# Renewing My Love For Scripture.



## etexas (Mar 4, 2007)

I am a fast reader, one of the things I wanted to do this year is reread the Bible cover to cover, I once used to go through the Bible at the rate of a Book a week. People, it seems so difficult now. I get side tracked and I am ashamed to say...sometimes bored. Why was this once so joyful? Why does it now feel like a chore. I feel guilt for feeling like this which make it worse. WHAT IS WRONG WITH ME! Does anyone else ever feel like this or has anyone ever had this dry spell.


----------



## turmeric (Mar 4, 2007)

I have them also. Going through one right now.


----------



## Semper Fidelis (Mar 4, 2007)

Moved to Pilgrim's Progess. I think the difficulty lies in the fact that it's work and labor to some regard. All work is difficult now due to the Fall.

Habit makes Scripture reading easier for me not to treat it like toil.


----------



## etexas (Mar 4, 2007)

SemperFideles said:


> Moved to Pilgrim's Progess. I think the difficulty lies in the fact that it's work and labor to some regard. All work is difficult now due to the Fall.
> 
> Habit makes Scripture reading easier for me not to treat it like toil.


Rich, what happens when habit becomes difficult?


----------



## Semper Fidelis (Mar 4, 2007)

I follow Jesus said:


> Rich, what happens when habit becomes difficult?



Honestly, it's habit that makes the difficult _less_ difficult for me. If I don't have the habit then the thing becomes even more difficult than it was before I had the habit.

We used to be very sporadic in my home with respect to family devotions because I didn't always want to sit at the dinner table and eat. Forcing ourselves to eat earlier so we could interact with the kids and pray and sing with them made it much easier. It's delightful while it is occuring but I don't look forward to it with relish.

I've honestly never found anything in life that is worth doing that isn't hard to do consistently. Maybe I'm just not spiritual enough but the most beneficial things are usually the hardest to get excited about while sloth is incredibly easy.

Do I take delight while I'm reading the Scriptures? Sometimes. Always? I'd be lying if I said I did. I delight in the fact that it is with me when I need to bring it to mind because I took the time to study it. Deep study, with a commentary by a great theological mind, is almost always edifying while I do it.


----------



## Ezekiel3626 (Mar 4, 2007)

SemperFideles said:


> Honestly, it's habit that makes the difficult _less_ difficult for me. If I don't have the habit then the thing becomes even more difficult than it was before I had the habit.
> 
> We used to be very sporadic in my home with respect to family devotions because I didn't always want to sit at the dinner table and eat. Forcing ourselves to eat earlier so we could interact with the kids and pray and sing with them made it much easier. It's delightful while it is occuring but I don't look forward to it with relish.
> 
> ...



 Well said; thank you for your honesty, sir.


----------



## kvanlaan (Mar 5, 2007)

Can any of us say that they made it through Leviticus with interest unabated?


----------



## Staphlobob (Mar 5, 2007)

I follow Jesus said:


> Rich, what happens when habit becomes difficult?

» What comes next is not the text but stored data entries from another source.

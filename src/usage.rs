// src/usage.rs
use crate::features::{ResolvedLimits, resolve_limits};
use crate::gate;
use crate::models::{ActivePlan, UsageCounter};
use crate::store::{ChargeResult, UsageStore};
use chrono::{DateTime, Utc};
use serde::Serialize;
use std::sync::Arc;
use uuid::Uuid;

pub trait Clock: Send + Sync {
    fn now(&self) -> DateTime<Utc>;
}

#[derive(Clone, Copy, Debug, Default)]
pub struct SystemClock;

impl Clock for SystemClock {
    fn now(&self) -> DateTime<Utc> {
        Utc::now()
    }
}

pub fn month_key(at: DateTime<Utc>) -> String {
    at.format("%Y-%m").to_string()
}

pub fn current_month_key(clock: &dyn Clock) -> String {
    month_key(clock.now())
}

#[derive(Debug, thiserror::Error)]
pub enum UsageError {
    #[error("storage error: {0}")]
    Storage(#[from] sqlx::Error),
}

#[derive(Serialize, Clone, Copy, Debug, PartialEq, Eq)]
#[serde(tag = "outcome", rename_all = "snake_case")]
pub enum RecordOutcome {
    Recorded { used: i32 },
    AlreadyCounted,
    QuotaExhausted,
    NoActiveSubscription,
}

impl RecordOutcome {
    pub fn is_allowed(&self) -> bool {
        matches!(
            self,
            RecordOutcome::Recorded { .. } | RecordOutcome::AlreadyCounted
        )
    }
}

#[derive(Serialize, Clone, Debug)]
#[serde(rename_all = "camelCase")]
pub struct Entitlements {
    pub has_active_subscription: bool,
    pub subscription: Option<ActivePlan>,
    pub limits: ResolvedLimits,
    pub usage: UsageCounter,
    pub month_year: String,
    pub can_view_player: bool,
    pub can_send_message: bool,
    pub can_add_favorite: bool,
}

/// Учет использования квот клуба за текущий месяц.
#[derive(Clone)]
pub struct UsageAccountant {
    store: Arc<dyn UsageStore>,
    clock: Arc<dyn Clock>,
}

impl UsageAccountant {
    pub fn new(store: Arc<dyn UsageStore>, clock: Arc<dyn Clock>) -> Self {
        Self { store, clock }
    }

    pub fn current_month_key(&self) -> String {
        current_month_key(self.clock.as_ref())
    }

    async fn active_plan(&self, club_user_id: Uuid) -> Result<Option<ActivePlan>, UsageError> {
        let now = self.clock.now();
        let active = self.store.active_plan(club_user_id, now).await?;
        Ok(active.filter(|a| a.subscription.is_active_at(now)))
    }

    async fn limits_for(&self, club_user_id: Uuid) -> Result<Option<ResolvedLimits>, UsageError> {
        let active = self.active_plan(club_user_id).await?;
        Ok(active.map(|a| resolve_limits(&a.plan.features)))
    }

    pub async fn entitlements(&self, club_user_id: Uuid) -> Result<Entitlements, UsageError> {
        let month_year = self.current_month_key();
        let subscription = self.active_plan(club_user_id).await?;
        let mut usage = self
            .store
            .usage(club_user_id, &month_year)
            .await?
            .unwrap_or_else(|| UsageCounter::empty(club_user_id, &month_year));
        // Избранное переходит из месяца в месяц, считаем по журналу
        usage.favorites_count = self.store.favorite_count(club_user_id).await?;

        let has_active_subscription = subscription.is_some();
        let limits = subscription
            .as_ref()
            .map(|a| resolve_limits(&a.plan.features))
            .unwrap_or_default();

        Ok(Entitlements {
            has_active_subscription,
            can_view_player: gate::can_view_player(has_active_subscription, &usage, &limits),
            can_send_message: gate::can_send_message(has_active_subscription, &usage, &limits),
            can_add_favorite: gate::can_add_favorite(has_active_subscription, &usage, &limits),
            subscription,
            limits,
            usage,
            month_year,
        })
    }

    pub async fn record_player_view(
        &self,
        club_user_id: Uuid,
        player_id: Uuid,
    ) -> Result<RecordOutcome, UsageError> {
        // Повторный просмотр того же игрока бесплатен даже при исчерпанной квоте
        if self.store.has_viewed(club_user_id, player_id).await? {
            return Ok(RecordOutcome::AlreadyCounted);
        }

        let Some(limits) = self.limits_for(club_user_id).await? else {
            return Ok(RecordOutcome::NoActiveSubscription);
        };

        let month_year = self.current_month_key();
        let result = self
            .store
            .charge_player_view(club_user_id, player_id, &month_year, limits.player_views)
            .await?;

        let outcome = outcome_from(result);
        tracing::info!(
            "Player view by club {} of player {} in {}: {:?}",
            club_user_id,
            player_id,
            month_year,
            outcome
        );
        Ok(outcome)
    }

    pub async fn record_message_sent(&self, club_user_id: Uuid) -> Result<RecordOutcome, UsageError> {
        let Some(limits) = self.limits_for(club_user_id).await? else {
            return Ok(RecordOutcome::NoActiveSubscription);
        };

        let month_year = self.current_month_key();
        let result = self
            .store
            .charge_message(club_user_id, &month_year, limits.messages)
            .await?;

        let outcome = outcome_from(result);
        tracing::info!(
            "Message by club {} in {}: {:?}",
            club_user_id,
            month_year,
            outcome
        );
        Ok(outcome)
    }

    pub async fn add_favorite(
        &self,
        club_user_id: Uuid,
        player_id: Uuid,
    ) -> Result<RecordOutcome, UsageError> {
        if self.store.has_favorite(club_user_id, player_id).await? {
            return Ok(RecordOutcome::AlreadyCounted);
        }

        let Some(limits) = self.limits_for(club_user_id).await? else {
            return Ok(RecordOutcome::NoActiveSubscription);
        };

        let month_year = self.current_month_key();
        let result = self
            .store
            .charge_favorite(club_user_id, player_id, &month_year, limits.favorites)
            .await?;
        Ok(outcome_from(result))
    }

    pub async fn remove_favorite(
        &self,
        club_user_id: Uuid,
        player_id: Uuid,
    ) -> Result<bool, UsageError> {
        let month_year = self.current_month_key();
        Ok(self
            .store
            .release_favorite(club_user_id, player_id, &month_year)
            .await?)
    }
}

fn outcome_from(result: ChargeResult) -> RecordOutcome {
    match result {
        ChargeResult::Charged(used) => RecordOutcome::Recorded { used },
        ChargeResult::Duplicate => RecordOutcome::AlreadyCounted,
        ChargeResult::LimitReached => RecordOutcome::QuotaExhausted,
    }
}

To use the terminology of an old RC, it's probably a "dark night of the soul." (John of the Cross) The Lord will allow us to endure such things so that we may grow. Perhaps in your case it's meant to teach that we are not to be so dependent upon emotions and/or feelings in evaluating our love for the Lord and our devotion to His Word.

Perhaps there are other elements in your life that are bearing upon you. Any stress, worries, anxieties? Oftentimes such moments are good for self-examination. 

One thing we can probably look at is the role of Satan here. He will certainly attack those who are believers, but often ignores unbelievers (he's already go them cornered). So in a negative way there is relief to know that Satan hates you. 

Suggestion: Keep up the discipline regardless of its difficulty and your feelings of boredom, dullness, etc. It may last a while, but this valley also comes to an end.


----------



## Machaira (Mar 5, 2007)

I follow Jesus said:


> I am a fast reader, one of the things I wanted to do this year is reread the Bible cover to cover, I once used to go through the Bible at the rate of a Book a week. People, it seems so difficult now. I get side tracked and I am ashamed to say...sometimes bored. Why was this once so joyful? Why does it now feel like a chore. I feel guilt for feeling like this which make it worse. WHAT IS WRONG WITH ME! Does anyone else ever feel like this or has anyone ever had this dry spell.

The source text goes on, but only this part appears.